For evaluation of ICT usage in small and medium enterprises of business some methods were choose. For evaluation of ICT usage in SME of Lithuania in comparison with the other countries we can evaluate Lithuanian case and distance from the other countries. The spectral use of IT as business management systems (BMS) and some of their benefits is revealed in a paper. The limitations of this research that five countries were involved and two multi-criteria decision making methods were used (TOPSIS and SAW). In future we would like to expand this research by getting the expert’s evaluations of statistical data by using other multi-criteria decision making methods such as Kendell coefficient of concordance and analytic hierarchy process (AHP).

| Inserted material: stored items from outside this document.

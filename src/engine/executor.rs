use std::{path::PathBuf, sync::Arc, time::Duration};

use bytes::Bytes;
use dashmap::DashMap;
use tokio::{
    io::{AsyncRead, AsyncReadExt},
    process::Child,
    sync::{
        Mutex, mpsc,
        oneshot::{self, error::TryRecvError},
    },
};

use crate::engine::{
    config::{ConflictPolicy, RunnerConfig},
    error::RunnerError,
    language::{CommandSpec, LanguageSpec, LanguageTable},
    launcher::{ProcessLauncher, StageIo},
    metrics::{MetricsRegistry, SessionOutcome},
    models::{RunEvent, RunRequest, SessionSummary, Stage},
    registry::{SessionHandle, SessionRegistry, StopReason},
    relay::EventSink,
    timeout::TimeoutGuard,
    workspace::{WorkspaceProvisioner, validate_client_id},
};

const CHUNK_SIZE: usize = 4096;
const INPUT_WRITE_TIMEOUT: Duration = Duration::from_secs(5);
/// How long an abandoned process gets between SIGTERM and SIGKILL.
const REAP_GRACE: Duration = Duration::from_secs(5);

#[derive(Debug, Clone)]
pub struct ExecutorSettings {
    pub run_timeout: Duration,
    pub max_code_bytes: usize,
    pub max_input_bytes: usize,
    pub conflict_policy: ConflictPolicy,
}

impl From<&RunnerConfig> for ExecutorSettings {
    fn from(config: &RunnerConfig) -> Self {
        Self {
            run_timeout: config.run_timeout,
            max_code_bytes: config.max_code_bytes,
            max_input_bytes: config.max_input_bytes,
            conflict_policy: config.conflict_policy,
        }
    }
}

/// Which session currently owns a client's event stream. `open` is cleared once the owner
/// has sent its terminal event.
#[derive(Debug, Default)]
struct ClientStream {
    generation: u64,
    open: bool,
}

/// Starts sessions and routes input/kill requests to them.
pub struct PipelineExecutor {
    languages: Arc<LanguageTable>,
    workspaces: WorkspaceProvisioner,
    registry: Arc<SessionRegistry>,
    sink: Arc<dyn EventSink>,
    launcher: Arc<dyn ProcessLauncher>,
    metrics: Arc<MetricsRegistry>,
    settings: ExecutorSettings,
    streams: DashMap<String, Arc<Mutex<ClientStream>>>,
}
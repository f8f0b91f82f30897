pub mod api;
pub mod config;
pub mod error;
pub mod executor;
pub mod language;
pub mod launcher;
pub mod metrics;
pub mod models;
pub mod registry;
pub mod relay;
pub mod timeout;
pub mod workspace;

use std::{net::SocketAddr, sync::Arc};

use anyhow::Context;
use axum::Router;

use crate::engine::{
    api::{AppState, routes},
    config::{LogFormat, RunnerConfig},
    executor::{ExecutorSettings, PipelineExecutor},
    language::LanguageTable,
    launcher::HostLauncher,
    metrics::MetricsRegistry,
    registry::SessionRegistry,
    relay::ConnectionTable,
    workspace::WorkspaceProvisioner,
};

pub async fn run() -> anyhow::Result<()> {
    let config = RunnerConfig::from_env();
    init_tracing(&config);

    tokio::fs::create_dir_all(&config.workspace_root)
        .await
        .with_context(|| {
            format!(
                "failed to create workspace root {}",
                config.workspace_root.display()
            )
        })?;

    let workspaces = WorkspaceProvisioner::new(config.workspace_root.clone());
    let registry = Arc::new(SessionRegistry::new());
    let connections = Arc::new(ConnectionTable::new());
    let metrics = Arc::new(MetricsRegistry::new());
    let launcher = Arc::new(HostLauncher::new());

    tracing::info!(
        workspace_root = %workspaces.root().display(),
        timeout_secs = config.run_timeout.as_secs(),
        conflict_policy = ?config.conflict_policy,
        "workspace ready"
    );

    let executor = Arc::new(PipelineExecutor::new(
        Arc::new(LanguageTable::builtin()),
        workspaces,
        registry.clone(),
        connections.clone(),
        launcher,
        metrics.clone(),
        ExecutorSettings::from(&config),
    ));

    let app: Router = routes(AppState::new(executor, connections, registry, metrics));
    let listener = tokio::net::TcpListener::bind(config.bind_addr)
        .await
        .with_context(|| format!("failed to bind {}", config.bind_addr))?;
    let local = listener
        .local_addr()
        .unwrap_or(SocketAddr::from(([0, 0, 0, 0], 0)));
    tracing::info!(bind = %local, "code runner ready");

    axum::serve(listener, app)
        .with_graceful_shutdown(shutdown_signal())
        .await
        .context("code runner server error")?;
    Ok(())
}

async fn shutdown_signal() {
    if let Err(err) = tokio::signal::ctrl_c().await {
        tracing::warn!(error = %err, "failed to listen for shutdown signal");
        std::future::pending::<()>().await;
    }
    tracing::info!("shutdown requested");
}

fn init_tracing(config: &RunnerConfig) {
    let filter = tracing_subscriber::EnvFilter::try_from_default_env()
        .unwrap_or_else(|_| tracing_subscriber::EnvFilter::new(config.log_level.clone()));
    let builder = tracing_subscriber::fmt().with_env_filter(filter);
    match config.log_format {
        LogFormat::Json => builder
            .json()
            .with_current_span(false)
            .with_span_list(false)
            .init(),
        LogFormat::Compact => builder.with_target(false).compact().init(),
    }
}
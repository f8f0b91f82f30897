use chrono::{DateTime, Utc};
use serde::{Deserialize, Serialize};

/// Event pushed to the transport bound to a client.
#[derive(Debug, Clone, PartialEq, Eq, Serialize, Deserialize)]
#[serde(tag = "type", rename_all = "snake_case")]
pub enum RunEvent {
    Start,
    Stdout { data: String },
    Stderr { data: String },
    Close { code: i32 },
    Error { data: String },
}

impl RunEvent {
    pub fn is_terminal(&self) -> bool {
        matches!(self, RunEvent::Close { .. } | RunEvent::Error { .. })
    }
}

#[derive(Debug, Clone, Copy, PartialEq, Eq, Serialize, Deserialize)]
#[serde(rename_all = "snake_case")]
pub enum Stage {
    Provisioning,
    Compiling,
    Running,
}

#[derive(Debug, Clone, Serialize, Deserialize)]
#[serde(rename_all = "camelCase")]
pub struct RunRequest {
    pub language: String,
    pub code: String,
    pub client_id: String,
}

#[derive(Debug, Clone, Serialize, Deserialize)]
#[serde(rename_all = "camelCase")]
pub struct InputRequest {
    pub client_id: String,
    pub input: String,
}

#[derive(Debug, Clone, Serialize, Deserialize)]
#[serde(rename_all = "camelCase")]
pub struct KillRequest {
    pub client_id: String,
}

#[derive(Debug, Clone, Serialize, Deserialize)]
pub struct StatusResponse {
    pub status: &'static str,
}

impl StatusResponse {
    pub const STARTED: Self = Self { status: "started" };
    pub const INPUT_SENT: Self = Self {
        status: "input_sent",
    };
    pub const PROCESS_KILLED: Self = Self {
        status: "process_killed",
    };
}

#[derive(Debug, Clone, Serialize, Deserialize)]
#[serde(rename_all = "camelCase")]
pub struct SessionSummary {
    pub client_id: String,
    pub language: String,
    pub stage: Stage,
    pub pid: Option<u32>,
    pub started_at: DateTime<Utc>,
}

/// Frames a client may send over its WebSocket.
#[derive(Debug, Clone, Deserialize)]
#[serde(tag = "type", rename_all = "snake_case")]
pub enum ClientFrame {
    Input { data: String },
    Kill,
}
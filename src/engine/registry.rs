use std::{
    path::PathBuf,
    sync::{
        Arc,
        atomic::{AtomicU64, Ordering},
    },
};

use chrono::{DateTime, Utc};
use dashmap::{DashMap, mapref::entry::Entry};
use tokio::{
    io::AsyncWriteExt,
    process::ChildStdin,
    sync::{Mutex, oneshot},
};

use crate::engine::{
    config::ConflictPolicy,
    error::RunnerError,
    models::{SessionSummary, Stage},
};

#[derive(Debug, Clone, Copy, PartialEq, Eq)]
pub enum StopReason {
    Killed,
    Superseded,
}

/// Write side of the active process's stdin.
///
/// Input that arrives before the run stage has a pipe is buffered and flushed on attach.
#[derive(Debug)]
pub enum StdinSlot {
    Pending { buffered: Vec<u8>, closed: bool },
    Open(ChildStdin),
    Closed,
}

impl StdinSlot {
    fn pending() -> Self {
        Self::Pending {
            buffered: Vec::new(),
            closed: false,
        }
    }

    pub async fn write(&mut self, bytes: &[u8], close: bool) -> Result<(), RunnerError> {
        match self {
            StdinSlot::Pending { buffered, closed } => {
                if *closed {
                    return Err(RunnerError::NotWritable);
                }
                buffered.extend_from_slice(bytes);
                *closed = close;
                Ok(())
            }
            StdinSlot::Open(stdin) => {
                let written = match stdin.write_all(bytes).await {
                    Ok(()) => stdin.flush().await,
                    Err(err) => Err(err),
                };
                if written.is_err() {
                    *self = StdinSlot::Closed;
                    return Err(RunnerError::NotWritable);
                }
                if close {
                    *self = StdinSlot::Closed;
                }
                Ok(())
            }
            StdinSlot::Closed => Err(RunnerError::NotWritable),
        }
    }

    async fn open(&mut self, mut stdin: ChildStdin) {
        let StdinSlot::Pending { buffered, closed } = std::mem::replace(self, StdinSlot::Closed)
        else {
            return;
        };
        if !buffered.is_empty()
            && (stdin.write_all(&buffered).await.is_err() || stdin.flush().await.is_err())
        {
            return;
        }
        if !closed {
            *self = StdinSlot::Open(stdin);
        }
    }
}

/// Registry entry for one client's live session.
#[derive(Debug)]
pub struct SessionHandle {
    pub generation: u64,
    pub language: String,
    pub workspace: PathBuf,
    pub stage: Stage,
    pub pid: Option<u32>,
    pub started_at: DateTime<Utc>,
    stdin: Arc<Mutex<StdinSlot>>,
    stop: Option<oneshot::Sender<StopReason>>,
}

impl SessionHandle {
    pub fn new(
        generation: u64,
        language: String,
        workspace: PathBuf,
        stop: oneshot::Sender<StopReason>,
    ) -> Self {
        Self {
            generation,
            language,
            workspace,
            stage: Stage::Provisioning,
            pid: None,
            started_at: Utc::now(),
            stdin: Arc::new(Mutex::new(StdinSlot::pending())),
            stop: Some(stop),
        }
    }

    /// Tells the owning session task why its entry disappeared.
    pub fn notify_stop(mut self, reason: StopReason) {
        if let Some(stop) = self.stop.take() {
            let _ = stop.send(reason);
        }
    }

    fn summary(&self, client_id: &str) -> SessionSummary {
        SessionSummary {
            client_id: client_id.to_string(),
            language: self.language.clone(),
            stage: self.stage,
            pid: self.pid,
            started_at: self.started_at,
        }
    }
}

/// Process-wide table of client id → active session.
#[derive(Default)]
pub struct SessionRegistry {
    sessions: DashMap<String, SessionHandle>,
    generations: AtomicU64,
}

impl SessionRegistry {
    pub fn new() -> Self {
        Self::default()
    }

    pub fn next_generation(&self) -> u64 {
        self.generations.fetch_add(1, Ordering::Relaxed) + 1
    }

    /// Installs `handle` for `client_id`. Under [`ConflictPolicy::Supersede`] the replaced
    /// handle is returned so the caller can stop it.
    pub fn register(
        &self,
        client_id: &str,
        handle: SessionHandle,
        policy: ConflictPolicy,
    ) -> Result<Option<SessionHandle>, RunnerError> {
        match self.sessions.entry(client_id.to_string()) {
            Entry::Occupied(mut occupied) => match policy {
                ConflictPolicy::Reject => Err(RunnerError::SessionActive),
                ConflictPolicy::Supersede => Ok(Some(occupied.insert(handle))),
            },
            Entry::Vacant(vacant) => {
                vacant.insert(handle);
                Ok(None)
            }
        }
    }

    pub fn get(&self, client_id: &str) -> Option<SessionSummary> {
        self.sessions
            .get(client_id)
            .map(|entry| entry.summary(client_id))
    }

    pub fn contains(&self, client_id: &str) -> bool {
        self.sessions.contains_key(client_id)
    }

    pub fn unregister(&self, client_id: &str) -> Option<SessionHandle> {
        self.sessions.remove(client_id).map(|(_, handle)| handle)
    }

    /// Removes the entry only while it still belongs to `generation`.
    pub fn remove_if_current(&self, client_id: &str, generation: u64) -> Option<SessionHandle> {
        self.sessions
            .remove_if(client_id, |_, handle| handle.generation == generation)
            .map(|(_, handle)| handle)
    }

    /// Records the process now acting for the session. Returns false if the session was
    /// killed or superseded in the meantime.
    pub async fn attach(
        &self,
        client_id: &str,
        generation: u64,
        stage: Stage,
        pid: Option<u32>,
        stdin: Option<ChildStdin>,
    ) -> bool {
        let slot = {
            let Some(mut entry) = self.sessions.get_mut(client_id) else {
                return false;
            };
            if entry.generation != generation {
                return false;
            }
            entry.stage = stage;
            entry.pid = pid;
            entry.stdin.clone()
        };
        if let Some(stdin) = stdin {
            slot.lock().await.open(stdin).await;
        }
        true
    }

    pub fn stdin(&self, client_id: &str) -> Option<Arc<Mutex<StdinSlot>>> {
        self.sessions
            .get(client_id)
            .map(|entry| entry.stdin.clone())
    }

    pub fn len(&self) -> usize {
        self.sessions.len()
    }

    pub fn is_empty(&self) -> bool {
        self.sessions.is_empty()
    }
}

#[cfg(test)]
mod tests {
    use std::path::PathBuf;

    use tokio::sync::oneshot;

    use super::{SessionHandle, SessionRegistry, StdinSlot, StopReason};
    use crate::engine::{config::ConflictPolicy, error::RunnerError, models::Stage};

    fn handle(registry: &SessionRegistry) -> (SessionHandle, oneshot::Receiver<StopReason>) {
        let (tx, rx) = oneshot::channel();
        let generation = registry.next_generation();
        (
            SessionHandle::new(generation, "python".to_string(), PathBuf::from("/tmp/x"), tx),
            rx,
        )
    }

    #[test]
    fn supersede_returns_previous_handle() {
        let registry = SessionRegistry::new();
        let (first, mut first_rx) = handle(&registry);
        let first_generation = first.generation;
        assert!(
            registry
                .register("a", first, ConflictPolicy::Supersede)
                .unwrap()
                .is_none()
        );

        let (second, _second_rx) = handle(&registry);
        let previous = registry
            .register("a", second, ConflictPolicy::Supersede)
            .unwrap()
            .unwrap();
        assert_eq!(previous.generation, first_generation);
        previous.notify_stop(StopReason::Superseded);

        assert_eq!(first_rx.try_recv(), Ok(StopReason::Superseded));
        assert_eq!(registry.len(), 1);
    }

    #[test]
    fn reject_policy_keeps_existing_session() {
        let registry = SessionRegistry::new();
        let (first, _rx1) = handle(&registry);
        let generation = first.generation;
        registry
            .register("a", first, ConflictPolicy::Reject)
            .unwrap();

        let (second, _rx2) = handle(&registry);
        let err = registry
            .register("a", second, ConflictPolicy::Reject)
            .unwrap_err();
        assert!(matches!(err, RunnerError::SessionActive));
        assert!(registry.remove_if_current("a", generation).is_some());
    }

    #[test]
    fn stale_generation_cannot_remove_new_session() {
        let registry = SessionRegistry::new();
        let (first, _rx1) = handle(&registry);
        let stale = first.generation;
        registry
            .register("a", first, ConflictPolicy::Supersede)
            .unwrap();
        let (second, _rx2) = handle(&registry);
        registry
            .register("a", second, ConflictPolicy::Supersede)
            .unwrap();

        assert!(registry.remove_if_current("a", stale).is_none());
        assert!(registry.contains("a"));
        assert!(registry.unregister("a").is_some());
        assert!(registry.unregister("a").is_none());
        assert!(registry.is_empty());
    }

    #[tokio::test]
    async fn attach_updates_stage_and_rejects_stale_generation() {
        let registry = SessionRegistry::new();
        let (entry, _rx) = handle(&registry);
        let generation = entry.generation;
        registry
            .register("a", entry, ConflictPolicy::Supersede)
            .unwrap();

        assert!(
            registry
                .attach("a", generation, Stage::Compiling, Some(42), None)
                .await
        );
        let summary = registry.get("a").unwrap();
        assert_eq!(summary.stage, Stage::Compiling);
        assert_eq!(summary.pid, Some(42));

        assert!(
            !registry
                .attach("a", generation + 100, Stage::Running, Some(7), None)
                .await
        );
        assert!(!registry.attach("b", generation, Stage::Running, None, None).await);
    }

    #[tokio::test]
    async fn pending_stdin_buffers_until_closed() {
        let mut slot = StdinSlot::pending();
        slot.write(b"1\n", false).await.unwrap();
        slot.write(b"2\n", true).await.unwrap();
        assert!(matches!(
            slot.write(b"3\n", false).await,
            Err(RunnerError::NotWritable)
        ));
        match slot {
            StdinSlot::Pending { buffered, closed } => {
                assert_eq!(buffered, b"1\n2\n");
                assert!(closed);
            }
            other => panic!("unexpected slot state: {other:?}"),
        }
    }
}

According to the scientific literature, the choice of the most appropriate method for solving the problem is usually determined by the nature of the information available. After evaluating the application of the methods in practical tasks, the number and different dimensions of the evaluated criteria and their possible alternatives, the level of competence of the potential users of the method and the resources managed are analyzed and the SAW, TOPSIS and AHP method combination are applied. One of the features of the presented conceptual model is its simplicity, considering the limited resources of the SME entities. Many quantitative multi-criteria methods directly or indirectly apply the idea of the SAW method, only the methods of dominant alternatives use values of specially selected functions (priorities, consensus, and disagreement) instead of criteria normalized values. The validity of the method is also determined by the justification of the data required for the task based solely on quantitative measurements. The rules of the method can be summarized: these are the input data—the decision matrix and the significance of values of the indicators.

The choice of the AHP method was determined by its versatility and popularity, its ability to combine with TOPSIS and SAW (both methods belong to the group of combined methods, the main feature of which is the use of expert competence) evaluated by structured sequence of actions of using mathematical analysis methods.